Morgane m'a aussi raconté qu'elle avait entendu des profs dire que ça les mettait mal à l'aise quand les filles ne portaient pas de soutien-gorge. Ce à quoi Morgane a rétorqué : «Moi, j'ai 15 ans et toi, t'en as 45. Si l'idée que je ne porte pas de soutien-gorge te met mal à l'aise, c'est toi qui as un problème.»

J'avoue que je suis un peu d'accord avec Morgane. Dans le fond, l'hypersexualisation n'est pas seulement le fait de filles qui se promènent en chandail bedaine ou les seins libres sous une camisole moulante. C'est aussi dans le regard de celui que ça trouble ou que ça excite.

Pour contrer ce regard-là et revendiquer le respect de leurs corps et de leurs seins libres, plusieurs filles du pensionnat ont remplacé le carré jaune des autres écoles par un carré mauve. Pourquoi le mauve ? Parce qu'une des jeunes filles du pensionnat, plus informée que les autres, a découvert que le carré jaune rappelait l'étoile jaune que les nazis obligeaient les juifs à porter pendant l'Holocauste. Elle a compris qu'il valait mieux choisir une autre couleur. Les filles du pensionnat ont tout de suite compris où elle voulait en venir, ce qui est tout à leur honneur.

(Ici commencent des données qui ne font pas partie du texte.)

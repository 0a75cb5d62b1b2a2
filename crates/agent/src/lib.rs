//! Conversation layer of the assistant.
//!
//! Free text goes to the [`classifier`], which asks a language model for an
//! `{intent, args}` object. The [`runtime`] routes intents and button presses
//! to the ERP gateway, drives the create-invoice and create-debtor wizards
//! held in [`sessions`], and renders every answer through [`format`].
//!
//! The model only names the intent. Prices, totals and what gets written to
//! the ERP come from the ERP itself and from the wizard's collected values.

pub mod classifier;
pub mod format;
pub mod llm;
pub mod runtime;
pub mod sessions;

pub use classifier::IntentClassifier;
pub use llm::{client_from_config, LlmClient, OllamaClient, OpenAiClient};
pub use runtime::AgentRuntime;
pub use sessions::{SessionError, WizardSessions};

Aux dernières nouvelles, la direction du Pensionnat du Saint-Nom-de-Marie songeait peut-être à donner à ses élèves majoritairement féminines le choix de porter ou non un soutien-gorge. Ce serait la moindre des choses. Après tout, nous sommes en 2018. Il y a 50 ans, la légende veut que les féministes de la première heure aient brûlé leurs brassières pour protester contre le sexisme. Mais c'est faux. Les féministes de 68 ont plutôt balancé leurs brassières dans une poubelle avec des gaines, des produits cosmétiques et des talons hauts pour protester. C'était il y a 50 ans et bien que les choses aient évolué, certaines injustices et certains travers sexistes perdurent. Heureusement que les filles du Saint-Nom-de-Marie sont là pour nous le rappeler.